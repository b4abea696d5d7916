//! `Record` and the local record store (spec §4.C).

use std::collections::HashMap;
use std::time::{Duration, SystemTime};

use async_trait::async_trait;
use serde::{Deserialize, Serialize};
use tracing::{debug, trace, warn};

use crate::peer::PeerId;
use crate::record::validator::ValidatorRegistry;
use crate::record::RecordStoreError;

/// A signed key/value record (spec §3: "Record").
///
/// Keys are opaque byte strings except for the reserved `/pk/<peerid>`
/// prefix, which stores a peer's public key (spec §4.C, §6).
#[derive(Clone, Debug, PartialEq, Eq, Serialize, Deserialize)]
pub struct Record {
    pub key: Vec<u8>,
    pub value: Vec<u8>,
    pub time_received: SystemTime,
    pub author: Option<PeerId>,
    pub signature: Option<Vec<u8>>,
}

impl Record {
    pub fn new(key: Vec<u8>, value: Vec<u8>) -> Self {
        Record {
            key,
            value,
            time_received: SystemTime::now(),
            author: None,
            signature: None,
        }
    }

    pub fn with_author(mut self, author: PeerId) -> Self {
        self.author = Some(author);
        self
    }

    pub fn with_signature(mut self, signature: Vec<u8>) -> Self {
        self.signature = Some(signature);
        self
    }

    pub fn age(&self) -> Duration {
        self.time_received.elapsed().unwrap_or(Duration::ZERO)
    }

    pub fn is_expired(&self, ttl: Duration) -> bool {
        self.age() > ttl
    }
}

/// Local key/value record storage, validated and selected through an
/// external [`ValidatorRegistry`].
///
/// Kept as a trait (spec §1: "the persistent key/value backing store" is
/// an external collaborator) so an embedding application can swap in its
/// own disk-backed implementation; this crate ships [`MemoryRecordStore`]
/// for tests and for applications happy with an in-memory cache,
/// following `RecordStore`/`MemoryRecordStore` in
/// `ant-node/src/networking/kad/record_store.rs`.
#[async_trait]
pub trait RecordStore: Send + Sync {
    /// Validate then store `record`. Replaces any existing record for the
    /// same key — selection among multiple validated candidates happens
    /// on read, not on write (spec §4.C).
    async fn put(&self, record: Record, registry: &ValidatorRegistry) -> Result<(), RecordStoreError>;

    /// The freshest, non-expired, validated record for `key`, if any.
    async fn get(&self, key: &[u8], ttl: Duration, registry: &ValidatorRegistry) -> Option<Record>;

    /// Up to `n` non-expired, validated records for `key`, newest first.
    async fn get_many(&self, key: &[u8], n: usize, ttl: Duration) -> Vec<Record>;

    /// Every key with at least one stored record (expired or not).
    async fn keys(&self) -> Vec<Vec<u8>>;

    /// Drop every entry older than `ttl` (spec §4.K: "cleanup").
    async fn cleanup(&self, ttl: Duration);

    /// All records currently stored for `key`, regardless of validity or
    /// TTL — used by maintenance to re-PUT locally authored records.
    async fn raw_records(&self, key: &[u8]) -> Vec<Record>;
}

struct Slot {
    records: Vec<Record>,
}

/// An in-memory [`RecordStore`]. Multiple validated records per key may
/// coexist (e.g. concurrent puts from different authors); the selector
/// picks the winner on read.
pub struct MemoryRecordStore {
    records: tokio::sync::RwLock<HashMap<Vec<u8>, Slot>>,
    max_records_per_key: usize,
}

impl MemoryRecordStore {
    pub fn new(max_records_per_key: usize) -> Self {
        MemoryRecordStore {
            records: tokio::sync::RwLock::new(HashMap::new()),
            max_records_per_key,
        }
    }
}

impl Default for MemoryRecordStore {
    fn default() -> Self {
        MemoryRecordStore::new(16)
    }
}

#[async_trait]
impl RecordStore for MemoryRecordStore {
    async fn put(&self, record: Record, registry: &ValidatorRegistry) -> Result<(), RecordStoreError> {
        registry.validate(&record.key, &record.value)?;
        let mut guard = self.records.write().await;
        let slot = guard.entry(record.key.clone()).or_insert_with(|| Slot { records: vec![] });
        slot.records.retain(|r| r.author != record.author || r.author.is_none());
        slot.records.push(record.clone());
        if slot.records.len() > self.max_records_per_key {
            slot.records.remove(0);
        }
        debug!(key = ?record.key, "stored record");
        Ok(())
    }

    async fn get(&self, key: &[u8], ttl: Duration, registry: &ValidatorRegistry) -> Option<Record> {
        let guard = self.records.read().await;
        let slot = guard.get(key)?;
        let live: Vec<&Record> = slot.records.iter().filter(|r| !r.is_expired(ttl)).collect();
        if live.is_empty() {
            trace!(key = ?key, "all records expired");
            return None;
        }
        let selected = registry.select(key, &live);
        selected.cloned()
    }

    async fn get_many(&self, key: &[u8], n: usize, ttl: Duration) -> Vec<Record> {
        let guard = self.records.read().await;
        let Some(slot) = guard.get(key) else { return vec![] };
        let mut live: Vec<Record> = slot.records.iter().filter(|r| !r.is_expired(ttl)).cloned().collect();
        live.sort_by(|a, b| b.time_received.cmp(&a.time_received));
        live.truncate(n);
        live
    }

    async fn keys(&self) -> Vec<Vec<u8>> {
        self.records.read().await.keys().cloned().collect()
    }

    async fn cleanup(&self, ttl: Duration) {
        let mut guard = self.records.write().await;
        let mut removed = 0usize;
        guard.retain(|_, slot| {
            slot.records.retain(|r| !r.is_expired(ttl));
            if slot.records.is_empty() {
                removed += 1;
                false
            } else {
                true
            }
        });
        if removed > 0 {
            warn!(removed, "cleaned up expired record keys");
        }
    }

    async fn raw_records(&self, key: &[u8]) -> Vec<Record> {
        self.records.read().await.get(key).map(|s| s.records.clone()).unwrap_or_default()
    }
}

#[cfg(test)]
mod tests {
    use super::*;

    #[tokio::test]
    async fn put_then_get_roundtrips() {
        let store = MemoryRecordStore::default();
        let registry = ValidatorRegistry::new();
        let record = Record::new(b"/test/hello".to_vec(), b"world".to_vec());
        store.put(record.clone(), &registry).await.unwrap();
        let fetched = store.get(b"/test/hello", Duration::from_secs(3600), &registry).await;
        assert_eq!(fetched.unwrap().value, b"world");
    }

    #[tokio::test]
    async fn expired_records_are_not_returned() {
        let store = MemoryRecordStore::default();
        let registry = ValidatorRegistry::new();
        let mut record = Record::new(b"k".to_vec(), b"v".to_vec());
        record.time_received = SystemTime::now() - Duration::from_secs(1000);
        store.put(record, &registry).await.unwrap();
        let fetched = store.get(b"k", Duration::from_secs(10), &registry).await;
        assert!(fetched.is_none());
    }

    #[tokio::test]
    async fn cleanup_drops_expired_entries() {
        let store = MemoryRecordStore::default();
        let registry = ValidatorRegistry::new();
        let mut record = Record::new(b"k".to_vec(), b"v".to_vec());
        record.time_received = SystemTime::now() - Duration::from_secs(1000);
        store.put(record, &registry).await.unwrap();
        store.cleanup(Duration::from_secs(10)).await;
        assert!(store.keys().await.is_empty());
    }
}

********

Work instructions:
Return the lines of the listing where the string "selected" appears.

Result of the task:
/// Local key/value record storage, validated and selected through an
        let selected = registry.select(key, &live);
        selected.cloned()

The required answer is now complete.